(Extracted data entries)
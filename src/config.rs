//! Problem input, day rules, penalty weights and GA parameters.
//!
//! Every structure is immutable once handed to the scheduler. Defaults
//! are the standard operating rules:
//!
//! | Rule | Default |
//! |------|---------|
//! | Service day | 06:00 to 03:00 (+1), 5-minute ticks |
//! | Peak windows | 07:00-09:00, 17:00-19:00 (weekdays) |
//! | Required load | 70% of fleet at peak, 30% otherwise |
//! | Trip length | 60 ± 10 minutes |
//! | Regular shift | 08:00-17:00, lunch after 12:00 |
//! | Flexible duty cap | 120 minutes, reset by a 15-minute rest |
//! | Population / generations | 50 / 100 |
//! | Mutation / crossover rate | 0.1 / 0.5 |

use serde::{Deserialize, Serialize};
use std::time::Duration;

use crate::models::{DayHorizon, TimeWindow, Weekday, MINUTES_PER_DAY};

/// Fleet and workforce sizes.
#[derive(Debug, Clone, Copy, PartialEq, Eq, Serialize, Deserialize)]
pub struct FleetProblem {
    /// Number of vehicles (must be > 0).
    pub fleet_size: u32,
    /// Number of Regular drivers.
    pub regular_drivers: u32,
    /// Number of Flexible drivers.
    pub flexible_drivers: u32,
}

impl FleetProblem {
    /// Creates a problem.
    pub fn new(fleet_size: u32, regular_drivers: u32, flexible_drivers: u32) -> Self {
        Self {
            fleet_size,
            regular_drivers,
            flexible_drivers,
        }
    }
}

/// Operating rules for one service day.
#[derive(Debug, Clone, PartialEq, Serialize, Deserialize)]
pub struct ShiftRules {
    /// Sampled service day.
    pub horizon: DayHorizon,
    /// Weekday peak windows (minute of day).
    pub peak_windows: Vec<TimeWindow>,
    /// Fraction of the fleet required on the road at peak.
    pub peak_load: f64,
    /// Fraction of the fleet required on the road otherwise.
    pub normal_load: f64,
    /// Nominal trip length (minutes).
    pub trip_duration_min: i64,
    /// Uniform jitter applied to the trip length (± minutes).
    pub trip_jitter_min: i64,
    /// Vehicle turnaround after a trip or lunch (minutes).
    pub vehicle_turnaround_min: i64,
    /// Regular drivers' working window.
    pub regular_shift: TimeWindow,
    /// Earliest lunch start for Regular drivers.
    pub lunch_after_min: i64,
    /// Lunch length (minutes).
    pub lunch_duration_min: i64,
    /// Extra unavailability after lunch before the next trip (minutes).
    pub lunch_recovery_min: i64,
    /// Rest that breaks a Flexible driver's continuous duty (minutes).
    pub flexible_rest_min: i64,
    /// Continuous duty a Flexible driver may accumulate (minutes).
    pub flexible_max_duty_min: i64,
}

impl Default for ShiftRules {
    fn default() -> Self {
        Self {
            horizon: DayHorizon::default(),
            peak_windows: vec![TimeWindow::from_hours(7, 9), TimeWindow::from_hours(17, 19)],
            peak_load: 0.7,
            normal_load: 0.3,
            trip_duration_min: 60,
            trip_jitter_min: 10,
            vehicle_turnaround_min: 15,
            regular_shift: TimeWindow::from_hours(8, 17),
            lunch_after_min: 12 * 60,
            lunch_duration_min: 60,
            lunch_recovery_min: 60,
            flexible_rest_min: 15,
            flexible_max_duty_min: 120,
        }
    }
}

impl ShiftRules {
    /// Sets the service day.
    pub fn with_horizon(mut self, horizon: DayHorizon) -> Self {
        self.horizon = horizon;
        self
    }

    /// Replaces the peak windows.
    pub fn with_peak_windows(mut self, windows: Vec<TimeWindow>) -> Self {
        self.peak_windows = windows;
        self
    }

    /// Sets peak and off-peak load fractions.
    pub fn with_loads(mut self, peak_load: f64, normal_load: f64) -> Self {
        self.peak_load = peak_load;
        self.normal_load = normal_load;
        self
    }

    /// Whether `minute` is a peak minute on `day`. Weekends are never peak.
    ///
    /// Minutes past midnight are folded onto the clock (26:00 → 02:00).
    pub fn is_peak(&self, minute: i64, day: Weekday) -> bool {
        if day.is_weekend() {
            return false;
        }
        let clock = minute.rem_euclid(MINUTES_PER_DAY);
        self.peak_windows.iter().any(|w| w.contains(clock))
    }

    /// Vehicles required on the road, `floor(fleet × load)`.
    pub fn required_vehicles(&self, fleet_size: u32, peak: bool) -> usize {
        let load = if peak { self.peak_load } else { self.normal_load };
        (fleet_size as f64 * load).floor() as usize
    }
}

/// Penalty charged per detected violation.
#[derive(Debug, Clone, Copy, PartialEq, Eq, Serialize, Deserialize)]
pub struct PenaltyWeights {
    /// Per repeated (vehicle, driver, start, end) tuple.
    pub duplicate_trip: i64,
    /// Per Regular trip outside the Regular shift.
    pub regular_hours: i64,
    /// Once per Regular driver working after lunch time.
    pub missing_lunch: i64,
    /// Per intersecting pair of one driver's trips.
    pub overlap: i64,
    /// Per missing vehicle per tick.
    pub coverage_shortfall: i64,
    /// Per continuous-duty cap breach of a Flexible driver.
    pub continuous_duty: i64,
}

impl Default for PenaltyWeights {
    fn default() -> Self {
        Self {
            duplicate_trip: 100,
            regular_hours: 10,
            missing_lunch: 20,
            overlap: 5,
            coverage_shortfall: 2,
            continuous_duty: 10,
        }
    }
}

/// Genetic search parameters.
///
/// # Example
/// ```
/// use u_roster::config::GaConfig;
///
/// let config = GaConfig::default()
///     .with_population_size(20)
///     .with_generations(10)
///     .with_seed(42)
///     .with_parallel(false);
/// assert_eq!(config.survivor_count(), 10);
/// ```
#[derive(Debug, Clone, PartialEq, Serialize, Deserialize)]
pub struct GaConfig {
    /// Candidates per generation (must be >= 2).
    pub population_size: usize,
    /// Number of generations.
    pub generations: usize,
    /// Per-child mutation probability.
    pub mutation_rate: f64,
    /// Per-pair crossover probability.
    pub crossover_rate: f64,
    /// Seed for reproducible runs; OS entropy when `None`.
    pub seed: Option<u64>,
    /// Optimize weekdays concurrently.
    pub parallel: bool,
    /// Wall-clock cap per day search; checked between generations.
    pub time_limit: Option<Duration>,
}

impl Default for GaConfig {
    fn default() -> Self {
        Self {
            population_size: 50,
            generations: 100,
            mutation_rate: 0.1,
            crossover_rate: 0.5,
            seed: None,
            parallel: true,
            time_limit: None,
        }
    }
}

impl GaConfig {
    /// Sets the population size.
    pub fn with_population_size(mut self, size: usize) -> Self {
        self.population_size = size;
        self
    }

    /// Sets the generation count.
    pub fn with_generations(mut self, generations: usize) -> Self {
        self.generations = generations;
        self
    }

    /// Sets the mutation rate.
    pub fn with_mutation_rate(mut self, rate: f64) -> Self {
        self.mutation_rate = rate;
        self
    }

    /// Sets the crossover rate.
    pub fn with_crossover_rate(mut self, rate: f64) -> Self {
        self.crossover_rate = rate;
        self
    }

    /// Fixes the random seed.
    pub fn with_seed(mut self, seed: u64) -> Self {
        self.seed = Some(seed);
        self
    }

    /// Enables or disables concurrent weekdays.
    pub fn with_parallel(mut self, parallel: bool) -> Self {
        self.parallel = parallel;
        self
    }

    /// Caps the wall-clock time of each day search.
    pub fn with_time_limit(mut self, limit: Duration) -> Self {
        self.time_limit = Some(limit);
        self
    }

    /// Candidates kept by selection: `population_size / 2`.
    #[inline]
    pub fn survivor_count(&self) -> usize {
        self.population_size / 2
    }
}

AIM OF THE EXERCISE — Every entry above must be reproduced word for word.

YOUR SOLUTION —
filename src/config.rs
//! Problem input, day rules, penalty weights and GA parameters.
//!
//! Every structure is immutable once handed to the scheduler. Defaults
//! are the standard operating rules:
//!
//! | Rule | Default |
//! |------|---------|
//! | Service day | 06:00 to 03:00 (+1), 5-minute ticks |
//! | Peak windows | 07:00-09:00, 17:00-19:00 (weekdays) |
//! | Required load | 70% of fleet at peak, 30% otherwise |
//! | Trip length | 60 ± 10 minutes |
//! | Regular shift | 08:00-17:00, lunch after 12:00 |
//! | Flexible duty cap | 120 minutes, reset by a 15-minute rest |
//! | Population / generations | 50 / 100 |
//! | Mutation / crossover rate | 0.1 / 0.5 |

use serde::{Deserialize, Serialize};
use std::time::Duration;

use crate::models::{DayHorizon, TimeWindow, Weekday, MINUTES_PER_DAY};

/// Fleet and workforce sizes.
#[derive(Debug, Clone, Copy, PartialEq, Eq, Serialize, Deserialize)]
pub struct FleetProblem {
    /// Number of vehicles (must be > 0).
    pub fleet_size: u32,
    /// Number of Regular drivers.
    pub regular_drivers: u32,
    /// Number of Flexible drivers.
    pub flexible_drivers: u32,
}

impl FleetProblem {
    /// Creates a problem.
    pub fn new(fleet_size: u32, regular_drivers: u32, flexible_drivers: u32) -> Self {
        Self {
            fleet_size,
            regular_drivers,
            flexible_drivers,
        }
    }
}

/// Operating rules for one service day.
#[derive(Debug, Clone, PartialEq, Serialize, Deserialize)]
pub struct ShiftRules {
    /// Sampled service day.
    pub horizon: DayHorizon,
    /// Weekday peak windows (minute of day).
    pub peak_windows: Vec<TimeWindow>,
    /// Fraction of the fleet required on the road at peak.
    pub peak_load: f64,
    /// Fraction of the fleet required on the road otherwise.
    pub normal_load: f64,
    /// Nominal trip length (minutes).
    pub trip_duration_min: i64,
    /// Uniform jitter applied to the trip length (± minutes).
    pub trip_jitter_min: i64,
    /// Vehicle turnaround after a trip or lunch (minutes).
    pub vehicle_turnaround_min: i64,
    /// Regular drivers' working window.
    pub regular_shift: TimeWindow,
    /// Earliest lunch start for Regular drivers.
    pub lunch_after_min: i64,
    /// Lunch length (minutes).
    pub lunch_duration_min: i64,
    /// Extra unavailability after lunch before the next trip (minutes).
    pub lunch_recovery_min: i64,
    /// Rest that breaks a Flexible driver's continuous duty (minutes).
    pub flexible_rest_min: i64,
    /// Continuous duty a Flexible driver may accumulate (minutes).
    pub flexible_max_duty_min: i64,
}

impl Default for ShiftRules {
    fn default() -> Self {
        Self {
            horizon: DayHorizon::default(),
            peak_windows: vec![TimeWindow::from_hours(7, 9), TimeWindow::from_hours(17, 19)],
            peak_load: 0.7,
            normal_load: 0.3,
            trip_duration_min: 60,
            trip_jitter_min: 10,
            vehicle_turnaround_min: 15,
            regular_shift: TimeWindow::from_hours(8, 17),
            lunch_after_min: 12 * 60,
            lunch_duration_min: 60,
            lunch_recovery_min: 60,
            flexible_rest_min: 15,
            flexible_max_duty_min: 120,
        }
    }
}

impl ShiftRules {
    /// Sets the service day.
    pub fn with_horizon(mut self, horizon: DayHorizon) -> Self {
        self.horizon = horizon;
        self
    }

    /// Replaces the peak windows.
    pub fn with_peak_windows(mut self, windows: Vec<TimeWindow>) -> Self {
        self.peak_windows = windows;
        self
    }

    /// Sets peak and off-peak load fractions.
    pub fn with_loads(mut self, peak_load: f64, normal_load: f64) -> Self {
        self.peak_load = peak_load;
        self.normal_load = normal_load;
        self
    }

    /// Whether `minute` is a peak minute on `day`. Weekends are never peak.
    ///
    /// Minutes past midnight are folded onto the clock (26:00 → 02:00).
    pub fn is_peak(&self, minute: i64, day: Weekday) -> bool {
        if day.is_weekend() {
            return false;
        }
        let clock = minute.rem_euclid(MINUTES_PER_DAY);
        self.peak_windows.iter().any(|w| w.contains(clock))
    }

    /// Vehicles required on the road, `floor(fleet × load)`.
    pub fn required_vehicles(&self, fleet_size: u32, peak: bool) -> usize {
        let load = if peak { self.peak_load } else { self.normal_load };
        (fleet_size as f64 * load).floor() as usize
    }
}

/// Penalty charged per detected violation.
#[derive(Debug, Clone, Copy, PartialEq, Eq, Serialize, Deserialize)]
pub struct PenaltyWeights {
    /// Per repeated (vehicle, driver, start, end) tuple.
    pub duplicate_trip: i64,
    /// Per Regular trip outside the Regular shift.
    pub regular_hours: i64,
    /// Once per Regular driver working after lunch time.
    pub missing_lunch: i64,
    /// Per intersecting pair of one driver's trips.
    pub overlap: i64,
    /// Per missing vehicle per tick.
    pub coverage_shortfall: i64,
    /// Per continuous-duty cap breach of a Flexible driver.
    pub continuous_duty: i64,
}

impl Default for PenaltyWeights {
    fn default() -> Self {
        Self {
            duplicate_trip: 100,
            regular_hours: 10,
            missing_lunch: 20,
            overlap: 5,
            coverage_shortfall: 2,
            continuous_duty: 10,
        }
    }
}

/// Genetic search parameters.
///
/// # Example
/// ```
/// use u_roster::config::GaConfig;
///
/// let config = GaConfig::default()
///     .with_population_size(20)
///     .with_generations(10)
///     .with_seed(42)
///     .with_parallel(false);
/// assert_eq!(config.survivor_count(), 10);
/// ```
#[derive(Debug, Clone, PartialEq, Serialize, Deserialize)]
pub struct GaConfig {
    /// Candidates per generation (must be >= 2).
    pub population_size: usize,
    /// Number of generations.
    pub generations: usize,
    /// Per-child mutation probability.
    pub mutation_rate: f64,
    /// Per-pair crossover probability.
    pub crossover_rate: f64,
    /// Seed for reproducible runs; OS entropy when `None`.
    pub seed: Option<u64>,
    /// Optimize weekdays concurrently.
    pub parallel: bool,
    /// Wall-clock cap per day search; checked between generations.
    pub time_limit: Option<Duration>,
}

impl Default for GaConfig {
    fn default() -> Self {
        Self {
            population_size: 50,
            generations: 100,
            mutation_rate: 0.1,
            crossover_rate: 0.5,
            seed: None,
            parallel: true,
            time_limit: None,
        }
    }
}

impl GaConfig {
    /// Sets the population size.
    pub fn with_population_size(mut self, size: usize) -> Self {
        self.population_size = size;
        self
    }

    /// Sets the generation count.
    pub fn with_generations(mut self, generations: usize) -> Self {
        self.generations = generations;
        self
    }

    /// Sets the mutation rate.
    pub fn with_mutation_rate(mut self, rate: f64) -> Self {
        self.mutation_rate = rate;
        self
    }

    /// Sets the crossover rate.
    pub fn with_crossover_rate(mut self, rate: f64) -> Self {
        self.crossover_rate = rate;
        self
    }

    /// Fixes the random seed.
    pub fn with_seed(mut self, seed: u64) -> Self {
        self.seed = Some(seed);
        self
    }

    /// Enables or disables concurrent weekdays.
    pub fn with_parallel(mut self, parallel: bool) -> Self {
        self.parallel = parallel;
        self
    }

    /// Caps the wall-clock time of each day search.
    pub fn with_time_limit(mut self, limit: Duration) -> Self {
        self.time_limit = Some(limit);
        self
    }

    /// Candidates kept by selection: `population_size / 2`.
    #[inline]
    pub fn survivor_count(&self) -> usize {
        self.population_size / 2
    }
}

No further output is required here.